For me, the issue of vibrato does not reduce to the binary of vibrato/no vibrato and does not have anything to do with emulation or contrast with boys’ choirs, but it has everything to do with musicality and control. As a composer, there are times when I honestly do want a straight and clear tone with precise intonation in a particular register and I want to ask for it specifically, from singers and instrumentalists (yes, flutists…) The use of vibrato, and its speed and depth is a performance and — potentially — compositional, variable. (See the late and great Andrea von Ramm’s landmark essay, “Singing Early Music”, in Early Music Vol. 4, No. 1 (Jan., 1976), pp. 12-15.) Recognizing this and requiring this from oneself or others as a singer, voice teacher, choral director, or composer can, however, go against some strongly ingrained, but typically local and parochial, notions about what good vocal quality is, and can create resistance from strongly ingrained performance practice traditions and habits that refuse to recognize this as both variable and an advantage. Particularly difficult are arguments that one form of production is more or less “natural” than another or produces certain physical or physiological advantages; fortunately, we have too many counter-examples from the world’s varieties of music to let these arguments ride. I would even go so far as to assert that any strong position regarding technique, whether with voices or instruments, vibrato included, is as likely as not to be taken cover for laziness with regard to modifying or acquiring new techniques. And also, a strong and continuous vibrato is, frankly, too frequently used as cover for less accurate intonation in both vocal and instrumental performance.
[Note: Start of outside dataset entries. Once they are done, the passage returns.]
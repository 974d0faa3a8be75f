use serde::{Deserialize, Serialize};

use crate::user::Author;

#[derive(Debug, Default, PartialEq, Clone, Serialize, Deserialize)]
pub struct Post {
    pub id: String,
    pub title: String,
    pub content: String,
    pub category: String,
    pub author: Author,
    pub created_at: String,
    pub like_count: u32,
    pub comment_count: u32,
    pub view_count: u32,
    pub pinned: bool,
    pub tags: Vec<String>,
}
use entity::prelude::*;
use serde::Serialize;
use utoipa::ToSchema;

use crate::util::response::StatsResp;

#[derive(Serialize, ToSchema)]
pub struct ApplicationResp {
    pub id: String,
    pub opportunity_title: String,
    pub organization: String,
    pub location: String,
    pub applied_date: String,
    pub status: String,
    pub status_label: String,
    pub last_update: String,
    pub category: String,
    pub period: String,
    pub notes: Option<String>,
    pub rating: Option<f64>,
    pub feedback: Option<String>,
}

impl From<ApplicationEntity> for ApplicationResp {
    fn from(application: ApplicationEntity) -> Self {
        Self {
            status: application.status.to_string(),
            status_label: application.status.label().to_string(),
            id: application.id,
            opportunity_title: application.opportunity_title,
            organization: application.organization,
            location: application.location,
            applied_date: application.applied_date,
            last_update: application.last_update,
            category: application.category,
            period: application.period,
            notes: application.notes,
            rating: application.rating,
            feedback: application.feedback,
        }
    }
}

#[derive(Serialize, ToSchema)]
pub struct GetApplicationsResp {
    pub applications: Vec<ApplicationResp>,
    pub total: usize,
    /// Over the whole catalog, not the filtered list.
    pub stats: StatsResp,
}
pub fn opportunities() -> Vec<OpportunityEntity> {
    vec![
        OpportunityEntity {
            id: "1".to_string(),
            organization_id: "org1".to_string(),
            organization_name: "롯데백화점 강남점".to_string(),
            title: "신진 디자이너 브랜드 팝업스토어".to_string(),
            description: "새로운 패션 브랜드들을 위한 특별한 기회입니다. 프리미엄 위치에서 고객들에게 브랜드를 알릴 수 있습니다.".to_string(),
            location: "서울 강남구 테헤란로".to_string(),
            start_date: "2024-03-15".to_string(),
            end_date: "2024-03-25".to_string(),
            max_sellers: 5,
            current_sellers: 2,
            category: "패션".to_string(),
            requirements: strings(&["사업자등록증", "상품 사진 포트폴리오", "브랜드 소개서"]),
            benefits: strings(&["무료 매장 인테리어", "마케팅 지원", "매출 리포트 제공"]),
            fee: 500_000,
            application_deadline: "2024-03-01".to_string(),
            status: OpportunityStatus::Active,
            created_at: "2024-02-01".to_string(),
        },
        OpportunityEntity {
            id: "2".to_string(),
            organization_id: "org2".to_string(),
            organization_name: "현대백화점 판교점".to_string(),
            title: "라이프스타일 브랜드 모집".to_string(),
            description: "홈데코, 생활용품 브랜드를 위한 팝업스토어 기회입니다. 젊은 고객층이 많은 판교점에서 진행됩니다.".to_string(),
            location: "경기도 성남시 분당구".to_string(),
            start_date: "2024-03-20".to_string(),
            end_date: "2024-04-05".to_string(),
            max_sellers: 3,
            current_sellers: 1,
            category: "라이프스타일".to_string(),
            requirements: strings(&["제품 카탈로그", "품질인증서", "판매 경험"]),
            benefits: strings(&["프리미엄 위치", "고객 맞춤 디스플레이", "SNS 마케팅 지원"]),
            fee: 800_000,
            application_deadline: "2024-03-05".to_string(),
            status: OpportunityStatus::Active,
            created_at: "2024-02-05".to_string(),
        },
        OpportunityEntity {
            id: "3".to_string(),
            organization_id: "org3".to_string(),
            organization_name: "코엑스몰".to_string(),
            title: "K-뷰티 브랜드 특별 전시".to_string(),
            description: "해외 관광객들을 타겟으로 한 K-뷰티 브랜드 팝업스토어입니다. 국제적인 노출 기회를 제공합니다.".to_string(),
            location: "서울 강남구 영동대로".to_string(),
            start_date: "2024-04-01".to_string(),
            end_date: "2024-04-15".to_string(),
            max_sellers: 8,
            current_sellers: 6,
            category: "뷰티".to_string(),
            requirements: strings(&["FDA 승인서류", "영문 제품설명서", "수출 경험"]),
            benefits: strings(&["글로벌 고객 접점", "통역 서비스", "해외 바이어 연결"]),
            fee: 1_200_000,
            application_deadline: "2024-03-10".to_string(),
            status: OpportunityStatus::Active,
            created_at: "2024-02-10".to_string(),
        },
    ]
}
Fortunately, I think there is ultimately something moot to arguing this out: there is no standard model for a musician and her or his technique, there are real differences in physiology and musical taste, and this rich variety stands matched to a rich variety of composers, catalogs, and repertoires. No singer or player can nor need fit all repertoire, no piece of music can nor need fit all singers or instrumentalists and there certainly need not be any lack of mutual consent in playing a piece of music. And, as a composer, that’s okay with me, because it makes our musical lives — and perhaps our lives in general — both livelier and more convivial.

1 comment:

Civic Center said...

Fascinating post. Possibly because I'm a Gemini, I can go both ways with vibrato/no vibrato. I have been a supernumerary at the San Francisco Opera off and on over the decades, and remember John Adams trying to conduct "The Death of Klinghoffer" there in the early 1990s. He very explicitly didn't want an operatic, vibrato sound from the chorus, and on the original recording it's very clean and controlled, but major vibrato is what he got in those incredibly complex choruses from the SF Opera Chorus and the music has probably never sounded richer or better. On the other hand, when it comes to being part of a choral parade onstage, say, the Coronation Scene in "Boris Godunov," I always wanted to stand next to the Boys' Chorus because it was the most pure, perfect sound imaginable. There's something to be said for both.